La pandemia ha puesto de manifiesto una desgraciada realidad: la soledad del sector y su abandono por parte de nuestra clase política.
Por si este desprecio no fuera poco, la discapacidad intelectual ha tenido que convivir con acusaciones de victimismo, negativas de auxilio, obstáculos para acceder a la sanidad, a los equipos de protección, al transporte colectivo e incluso a insultos y persecución de las personas con discapacidad en sus imprescindibles paseos terapéuticos durante el confinamiento (todavía hoy se acosa a aquellas personas que por prescripción médica no pueden disfrutar de la protección que otorga el uso de las mascarillas).
Según Plena inclusión España y el Inico (Instituto de Integración en la Comunidad) de la Universidad de Salamanca, las personas con discapacidad intelectual o del desarrollo y sus familias experimentaron en 2020 un empeoramiento de su situación, con el consiguiente aumento de su vulnerabilidad.
La vida personal y social de las personas con discapacidad intelectual, su actividad, su atención y cuidados y sus derechos en igualdad de oportunidades e inclusión se han visto deteriorados.
Han aumentado los problemas de salud mental y comportamiento de aquellos más vulnerables emocionalmente, ocasionando graves consecuencias tanto en ellos como en sus familias.
Asimismo, se han puesto de manifiesto las carencias en los entornos sociales, como en el educativo o el sanitario, a la hora de atenderles por falta de conocimiento, formación y adaptación de los entornos y prácticas profesionales a las necesidades específicas que requieren.
Las administraciones públicas, además de su falta de solidaridad insultan al sector acusándole de mala gestión, de hinchar los sobrecostes, de victimismo y de proferir amenazas para lucrarse con la pandemia.

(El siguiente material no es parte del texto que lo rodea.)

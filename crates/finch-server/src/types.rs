//! Request and response types for the API

use serde::{Deserialize, Serialize};
use serde_json::Value;

use finch_core::ai::ModelInfo;

// ============================================================================
// Chat Types
// ============================================================================

/// Body of both chat endpoints
#[derive(Debug, Deserialize)]
pub struct ChatRequest {
    /// Selector model; the configured default when absent
    #[serde(default)]
    pub tool_model: Option<String>,
    /// Responder model; the configured default when absent
    #[serde(default)]
    pub chat_model: Option<String>,
    pub prompt: String,
    /// Keeps prior turns under this id when given
    #[serde(default)]
    pub session_id: Option<String>,
}

// ============================================================================
// Tool Types
// ============================================================================

#[derive(Serialize)]
pub struct ToolResponse {
    pub name: String,
    pub description: String,
    pub parameters: Value,
}

// ============================================================================
// Model Types
// ============================================================================

#[derive(Serialize)]
pub struct ModelsListResponse {
    pub models: Vec<ModelInfo>,
    pub default_tool_model: String,
    pub default_chat_model: String,
}

// ============================================================================
// Health
// ============================================================================

#[derive(Serialize)]
pub struct HealthResponse {
    pub status: String,
    pub version: String,
}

Las familias han sufrido un gran impacto emocional, social y económico traducido en estrés psicológico ante la soledad, el sobreesfuerzo, la mayor atención a sus hijos, los miedos, los temores a la enfermedad, empobrecimiento, falta de apoyos… La pandemia ha ofrecido dantescos casos de dependientes cuidando de otros dependientes.

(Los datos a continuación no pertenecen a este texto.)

//! Chat endpoints: blocking JSON and streamed `data:` lines.

use std::convert::Infallible;

use axum::{
    body::Body,
    extract::State,
    http::{header, StatusCode},
    response::{IntoResponse, Response},
    routing::post,
    Json, Router,
};
use futures::StreamExt;
use tokio_stream::wrappers::ReceiverStream;
use tokio_util::sync::CancellationToken;
use tracing::{debug, error, info, Instrument};
use uuid::Uuid;

use finch_core::agent::session;
use finch_core::agent::{StreamingRun, SYSTEM_PROMPT};
use finch_core::ai::{ModelName, ModelRole};
use finch_core::{
    Conversation, OrchestrationResult, Orchestrator, OrchestratorServices, SessionGuard,
    StreamEmitter,
};

use crate::error::AppError;
use crate::types::ChatRequest;
use crate::AppState;

pub fn router() -> Router<AppState> {
    Router::new()
        .route("/", post(chat))
        .route("/stream", post(chat_stream))
}

/// Everything a run needs, resolved before any model is called
struct ChatRun {
    orchestrator: Orchestrator,
    conversation: Conversation,
    session: Option<SessionGuard>,
    prompt: String,
}

fn prepare_run(state: &AppState, req: ChatRequest) -> Result<ChatRun, AppError> {
    let tool_model = resolve_model(req.tool_model.as_deref(), &state.config.default_tool_model)?;
    let chat_model = resolve_model(req.chat_model.as_deref(), &state.config.default_chat_model)?;

    if req.prompt.trim().is_empty() {
        return Err(AppError::BadRequest("prompt must not be empty".to_string()));
    }

    let session = req
        .session_id
        .as_deref()
        .map(|id| state.sessions.acquire(id))
        .transpose()?;

    let conversation = match &session {
        Some(guard) => session::build_with_history(&SYSTEM_PROMPT, guard.history(), &req.prompt)?,
        None => session::build(&SYSTEM_PROMPT, &req.prompt),
    };

    let orchestrator = Orchestrator::new(OrchestratorServices {
        selector: state.models.chat_model(&tool_model, ModelRole::ToolSelection),
        responder: state.models.chat_model(&chat_model, ModelRole::Response),
        executor: state.executor.clone(),
    });

    info!(
        tool_model = %tool_model,
        chat_model = %chat_model,
        session_id = session.as_ref().map(|s| s.id()).unwrap_or("-"),
        "Starting chat run"
    );

    Ok(ChatRun {
        orchestrator,
        conversation,
        session,
        prompt: req.prompt,
    })
}

fn resolve_model(requested: Option<&str>, default: &str) -> Result<ModelName, AppError> {
    Ok(ModelName::parse(requested.unwrap_or(default))?)
}

/// Run to completion and answer with the full result
async fn chat(
    State(state): State<AppState>,
    Json(req): Json<ChatRequest>,
) -> Result<Json<OrchestrationResult>, AppError> {
    let run_id = Uuid::new_v4();
    let span = tracing::info_span!("chat", %run_id);

    async move {
        let run = prepare_run(&state, req)?;
        let result = run.orchestrator.run(run.conversation).await?;

        if let Some(guard) = run.session {
            guard.commit(&run.prompt, &result.response);
        }
        info!(tool_calls = result.tool_calls.len(), "Chat run finished");
        Ok::<_, AppError>(Json(result))
    }
    .instrument(span)
    .await
}

/// Stream `data: <json>\n\n` lines as the run progresses.
///
/// The response body owns a drop guard on the run's cancellation token, so a
/// client disconnect stops the run.
async fn chat_stream(
    State(state): State<AppState>,
    Json(req): Json<ChatRequest>,
) -> Result<Response, AppError> {
    let run_id = Uuid::new_v4();
    let span = tracing::info_span!("chat_stream", %run_id);
    let _entered = span.enter();

    let run = prepare_run(&state, req)?;
    let cancel = CancellationToken::new();
    let StreamingRun { events, handle } = run
        .orchestrator
        .run_streaming(run.conversation, cancel.clone());

    let session = run.session;
    let prompt = run.prompt;
    tokio::spawn(
        async move {
            match handle.await {
                Ok(Ok(result)) => {
                    if let Some(guard) = session {
                        guard.commit(&prompt, &result.response);
                    }
                    info!(tool_calls = result.tool_calls.len(), "Streaming run finished");
                }
                Ok(Err(e)) => debug!("Streaming run ended without an answer: {}", e),
                Err(e) => error!("Streaming run task failed: {}", e),
            }
        }
        .instrument(span.clone()),
    );

    let guard = cancel.drop_guard();
    let body = ReceiverStream::new(events).map(move |event| {
        let _cancel_on_drop = &guard;
        Ok::<_, Infallible>(StreamEmitter::emit(&event))
    });

    Ok((
        StatusCode::OK,
        [(header::CONTENT_TYPE, "text/plain; charset=utf-8")],
        Body::from_stream(body),
    )
        .into_response())
}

La salud de los cuidadores principales también se encuentra al límite. Han salido a la luz las desigualdades sociales y las carencias y asignaturas pendientes que el sistema de servicios sociales y la sociedad en general tiene con las familias.
El titánico esfuerzo y dedicación de los profesionales que trabajan en las entidades sociales ha hecho posible que los centros, residencias y servicios dieran cobertura en las mejores condiciones posibles, a las amplias e inesperadas necesidades surgidas.
Han soportado con fortaleza admirable toda la sobrecarga somatizando el estrés emocional y laboral sufrido. Son un ejemplo de valentía y abnegación que merece el aplauso de toda la sociedad ya que han arriesgado su propia salud por cuidar y apoyar a las personas que de ellos dependían.
Todo este esfuerzo moral, social y económico no se ha visto compensado por parte de las administraciones públicas con un apoyo digno y coherente de recursos necesario para garantizar la sostenibilidad y calidad de la atención de los servicios de las entidades sociales.
Las administraciones públicas, además de su falta de solidaridad insultan al sector acusándole -con evidente mala fe- de mala gestión, de hinchar los sobrecostes, de victimismo e incluso de proferir amenazas para lucrarse con la pandemia. Las administraciones públicas llevan tiempo siendo las culpables de la precariedad del tercer sector.
¿Qué papel juegan las administraciones públicas en la sociedad?
¿Tienen algo que decir en la protección de las personas con discapacidad o se van a limitar a unas migajas de caridad como han venido haciendo hasta ahora?
¿Se van a lavar las manos y ceder la responsabilidad exclusiva a unas entidades asfixiadas y al límite y a unas familias cansadas, agobiadas y envejecidas?